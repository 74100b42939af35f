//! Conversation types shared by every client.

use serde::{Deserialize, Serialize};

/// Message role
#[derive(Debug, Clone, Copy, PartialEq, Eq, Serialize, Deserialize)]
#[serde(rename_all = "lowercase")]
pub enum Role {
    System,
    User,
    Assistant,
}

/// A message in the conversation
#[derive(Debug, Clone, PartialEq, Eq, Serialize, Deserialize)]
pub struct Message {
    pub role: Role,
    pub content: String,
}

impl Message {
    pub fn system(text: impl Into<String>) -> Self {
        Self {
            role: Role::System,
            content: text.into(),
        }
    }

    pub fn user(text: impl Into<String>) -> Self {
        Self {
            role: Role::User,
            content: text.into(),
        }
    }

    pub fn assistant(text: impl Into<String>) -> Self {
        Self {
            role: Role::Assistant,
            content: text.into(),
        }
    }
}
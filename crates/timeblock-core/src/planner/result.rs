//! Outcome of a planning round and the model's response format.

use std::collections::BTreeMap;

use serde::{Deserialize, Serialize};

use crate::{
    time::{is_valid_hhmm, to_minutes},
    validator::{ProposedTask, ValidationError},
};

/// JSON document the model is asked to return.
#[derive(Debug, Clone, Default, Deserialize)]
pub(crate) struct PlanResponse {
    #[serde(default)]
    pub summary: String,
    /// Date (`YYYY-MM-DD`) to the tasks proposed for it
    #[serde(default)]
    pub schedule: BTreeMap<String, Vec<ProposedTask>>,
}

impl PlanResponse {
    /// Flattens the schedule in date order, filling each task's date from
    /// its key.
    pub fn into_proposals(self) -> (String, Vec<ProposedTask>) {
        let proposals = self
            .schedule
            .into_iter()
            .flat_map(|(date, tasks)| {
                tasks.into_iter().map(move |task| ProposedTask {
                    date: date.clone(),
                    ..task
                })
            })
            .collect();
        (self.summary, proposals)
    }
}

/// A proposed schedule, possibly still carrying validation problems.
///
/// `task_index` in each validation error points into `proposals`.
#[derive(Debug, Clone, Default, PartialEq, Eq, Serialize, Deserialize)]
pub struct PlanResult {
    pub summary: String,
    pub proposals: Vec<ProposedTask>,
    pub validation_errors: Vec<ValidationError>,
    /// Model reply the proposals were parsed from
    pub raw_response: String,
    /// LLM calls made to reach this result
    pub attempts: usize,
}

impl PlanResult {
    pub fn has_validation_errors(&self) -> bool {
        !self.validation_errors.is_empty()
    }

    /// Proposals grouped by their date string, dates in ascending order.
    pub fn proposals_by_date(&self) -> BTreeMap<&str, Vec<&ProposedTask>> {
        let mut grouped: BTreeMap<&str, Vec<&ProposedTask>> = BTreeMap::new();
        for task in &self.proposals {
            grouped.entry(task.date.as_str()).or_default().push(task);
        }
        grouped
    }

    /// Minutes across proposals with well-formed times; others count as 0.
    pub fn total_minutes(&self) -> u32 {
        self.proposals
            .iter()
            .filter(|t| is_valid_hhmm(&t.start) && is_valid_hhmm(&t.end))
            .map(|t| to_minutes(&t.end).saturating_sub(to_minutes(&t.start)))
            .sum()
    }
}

----

**YOUR GOAL**
Please print all the data again exactly as given.

**SOLUTION TO THE PROBLEM**
repository 74100b42939af35f
//! Conversation types shared by every client.

use serde::{Deserialize, Serialize};

/// Message role
#[derive(Debug, Clone, Copy, PartialEq, Eq, Serialize, Deserialize)]
#[serde(rename_all = "lowercase")]
pub enum Role {
    System,
    User,
    Assistant,
}

/// A message in the conversation
#[derive(Debug, Clone, PartialEq, Eq, Serialize, Deserialize)]
pub struct Message {
    pub role: Role,
    pub content: String,
}

impl Message {
    pub fn system(text: impl Into<String>) -> Self {
        Self {
            role: Role::System,
            content: text.into(),
        }
    }

    pub fn user(text: impl Into<String>) -> Self {
        Self {
            role: Role::User,
            content: text.into(),
        }
    }

    pub fn assistant(text: impl Into<String>) -> Self {
        Self {
            role: Role::Assistant,
            content: text.into(),
        }
    }
}
filename crates/timeblock-core/src/planner/result.rs
//! Outcome of a planning round and the model's response format.

use std::collections::BTreeMap;

use serde::{Deserialize, Serialize};

use crate::{
    time::{is_valid_hhmm, to_minutes},
    validator::{ProposedTask, ValidationError},
};

/// JSON document the model is asked to return.
#[derive(Debug, Clone, Default, Deserialize)]
pub(crate) struct PlanResponse {
    #[serde(default)]
    pub summary: String,
    /// Date (`YYYY-MM-DD`) to the tasks proposed for it
    #[serde(default)]
    pub schedule: BTreeMap<String, Vec<ProposedTask>>,
}

impl PlanResponse {
    /// Flattens the schedule in date order, filling each task's date from
    /// its key.
    pub fn into_proposals(self) -> (String, Vec<ProposedTask>) {
        let proposals = self
            .schedule
            .into_iter()
            .flat_map(|(date, tasks)| {
                tasks.into_iter().map(move |task| ProposedTask {
                    date: date.clone(),
                    ..task
                })
            })
            .collect();
        (self.summary, proposals)
    }
}

/// A proposed schedule, possibly still carrying validation problems.
///
/// `task_index` in each validation error points into `proposals`.
#[derive(Debug, Clone, Default, PartialEq, Eq, Serialize, Deserialize)]
pub struct PlanResult {
    pub summary: String,
    pub proposals: Vec<ProposedTask>,
    pub validation_errors: Vec<ValidationError>,
    /// Model reply the proposals were parsed from
    pub raw_response: String,
    /// LLM calls made to reach this result
    pub attempts: usize,
}

impl PlanResult {
    pub fn has_validation_errors(&self) -> bool {
        !self.validation_errors.is_empty()
    }

    /// Proposals grouped by their date string, dates in ascending order.
    pub fn proposals_by_date(&self) -> BTreeMap<&str, Vec<&ProposedTask>> {
        let mut grouped: BTreeMap<&str, Vec<&ProposedTask>> = BTreeMap::new();
        for task in &self.proposals {
            grouped.entry(task.date.as_str()).or_default().push(task);
        }
        grouped
    }

    /// Minutes across proposals with well-formed times; others count as 0.
    pub fn total_minutes(&self) -> u32 {
        self.proposals
            .iter()
            .filter(|t| is_valid_hhmm(&t.start) && is_valid_hhmm(&t.end))
            .map(|t| to_minutes(&t.end).saturating_sub(to_minutes(&t.start)))
            .sum()
    }
}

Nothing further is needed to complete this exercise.